La plainte sera en conséquence rejetée.

3. La procédure de plainte est gratuite (art. 20a al. 2 ch. 5 LP; art. 61 al. 2 let. a OELP) et ne donne pas lieu à l'allocation de dépens (art. 62 al. 2 OELP).

* * * * *


PAR CES MOTIFS,
La Chambre de surveillance :


A la forme :

Déclare recevable la plainte du 19 février 2024 de A______ contre la décision de l'Office du 14 février 2024 refusant de modifier la saisie dans la série n° 2______.

Au fond :

La rejette.

Siégeant :

Monsieur Jean REYMOND, président; Madame Natalie OPPATJA et Monsieur
Denis KELLER, juges assesseurs ; Madame Elise CAIRUS, greffière.

 

Le président :

Jean REYMOND

 

La greffière :

Elise CAIRUS

 

 

 

 

 

 

Voie de recours :

Le recours en matière civile au sens de l’art. 72 al. 2 let. a de la loi sur le Tribunal fédéral du 17 juin 2005 (LTF; RS 173.110) est ouvert contre les décisions prises par la Chambre de surveillance des Offices des poursuites et des faillites, unique autorité cantonale de surveillance en matière de poursuite pour dettes et faillite (art. 126 LOJ).

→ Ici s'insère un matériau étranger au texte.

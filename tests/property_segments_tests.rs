use scalebar_rs::core::{
    LabelStyle, MinorType, NumberFormat, SegmentKind, SegmentRequest, build_segments,
};
use scalebar_rs::Diagnostics;
use proptest::prelude::*;

fn minor_type() -> impl Strategy<Value = MinorType> {
    prop_oneof![Just(MinorType::None), Just(MinorType::First), Just(MinorType::All)]
}

fn label_style() -> impl Strategy<Value = LabelStyle> {
    prop_oneof![
        Just(LabelStyle::Major),
        Just(LabelStyle::FirstLast),
        Just(LabelStyle::LastOnly),
        Just(LabelStyle::MinorAll),
        Just(LabelStyle::MinorFirst),
    ]
}

fn request<'a>(
    bar_max: f64,
    major_div: u32,
    minor_div: u32,
    minor_type: MinorType,
    label_style: LabelStyle,
) -> SegmentRequest<'a> {
    SegmentRequest {
        bar_max,
        major_width_in: 0.5,
        major_div,
        minor_div,
        minor_type,
        label_style,
        labels: None,
        format: Some(NumberFormat::fixed(2)),
        format_int: true,
    }
}

proptest! {
    #[test]
    fn segments_run_from_zero_to_the_maximum(
        bar_max in 0.1f64..1e6,
        major_div in 1u32..8,
        minor_div in 1u32..6,
        minor_type in minor_type(),
        label_style in label_style()
    ) {
        let req = request(bar_max, major_div, minor_div, minor_type, label_style);
        let segments = build_segments(&req, &mut Diagnostics::new());
        prop_assert!(!segments.is_empty());

        let last = segments.last().expect("non-empty");
        prop_assert_eq!(last.kind, SegmentKind::Major);
        prop_assert!((last.value - bar_max).abs() <= 1e-9 * bar_max);
        if req.collapses_to_total() {
            prop_assert_eq!(segments.len(), 1);
            return Ok(());
        }

        prop_assert_eq!(segments[0].kind, SegmentKind::Major);
        prop_assert_eq!(segments[0].value, 0.0);
        let values: Vec<f64> = segments
            .iter()
            .filter(|segment| !segment.is_spacer())
            .map(|segment| segment.value)
            .collect();
        prop_assert!(values.windows(2).all(|pair| pair[0] < pair[1]));
        prop_assert!(segments.iter().all(|segment| segment.width_pt >= 0.0));
    }

    #[test]
    fn drawn_divisions_conserve_the_bar_width(
        major_div in 1u32..8,
        minor_div in 1u32..6,
        minor_type in minor_type()
    ) {
        let req = request(100.0, major_div, minor_div, minor_type, LabelStyle::Major);
        let segments = build_segments(&req, &mut Diagnostics::new());

        // The final slot only carries the closing label.
        let drawn: f64 = segments[..segments.len() - 1]
            .iter()
            .filter(|segment| !segment.is_spacer())
            .map(|segment| segment.width_pt)
            .sum();
        let expected = 0.5 * 72.0 * f64::from(major_div);
        prop_assert!((drawn - expected).abs() <= 1e-9 * expected);
        if minor_type == MinorType::All || !req.has_minor_segments() {
            let slots = if req.has_minor_segments() { major_div * minor_div } else { major_div };
            prop_assert_eq!(segments.len(), slots as usize + 1);
        }
    }

    #[test]
    fn label_styles_pick_the_expected_number_of_labels(
        major_div in 2u32..8,
        minor_div in 1u32..6,
        minor_type in minor_type(),
        label_style in label_style()
    ) {
        let req = request(100.0, major_div, minor_div, minor_type, label_style);
        let segments = build_segments(&req, &mut Diagnostics::new());
        let labeled = segments.iter().filter(|segment| segment.label.is_some()).count();
        let majors = segments
            .iter()
            .filter(|segment| segment.kind == SegmentKind::Major)
            .count();

        match label_style {
            LabelStyle::Major => prop_assert_eq!(labeled, majors),
            LabelStyle::FirstLast => prop_assert_eq!(labeled, 2),
            LabelStyle::LastOnly => prop_assert_eq!(labeled, 1),
            LabelStyle::MinorAll => prop_assert_eq!(
                labeled,
                segments.iter().filter(|segment| !segment.is_spacer()).count()
            ),
            LabelStyle::MinorFirst => {
                let extra = usize::from(req.has_minor_segments());
                prop_assert_eq!(labeled, majors + extra);
            }
        }
        prop_assert!(segments.iter().filter(|segment| segment.is_spacer()).all(|s| s.label.is_none()));
    }
}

Il doit être déposé devant le Tribunal fédéral, 1000 Lausanne 14, dans les dix jours qui suivent la notification de l'expédition complète de la présente décision (art. 100 al. 1 et 2 let. a LTF) ou dans les cinq jours en matière de poursuite pour effets de change (art. 100 al. 3 let. a LTF). L’art. 119 al. 1 LTF prévoit que si une partie forme un recours ordinaire et un recours constitutionnel, elle doit déposer les deux recours dans un seul mémoire. Le recours doit être rédigé dans une langue officielle, indiquer les conclusions, en quoi l'acte attaqué viole le droit et les moyens de preuve, et être signé (art. 42 LTF).

Le recours doit être adressé au Tribunal fédéral, 1000 Lausanne 14.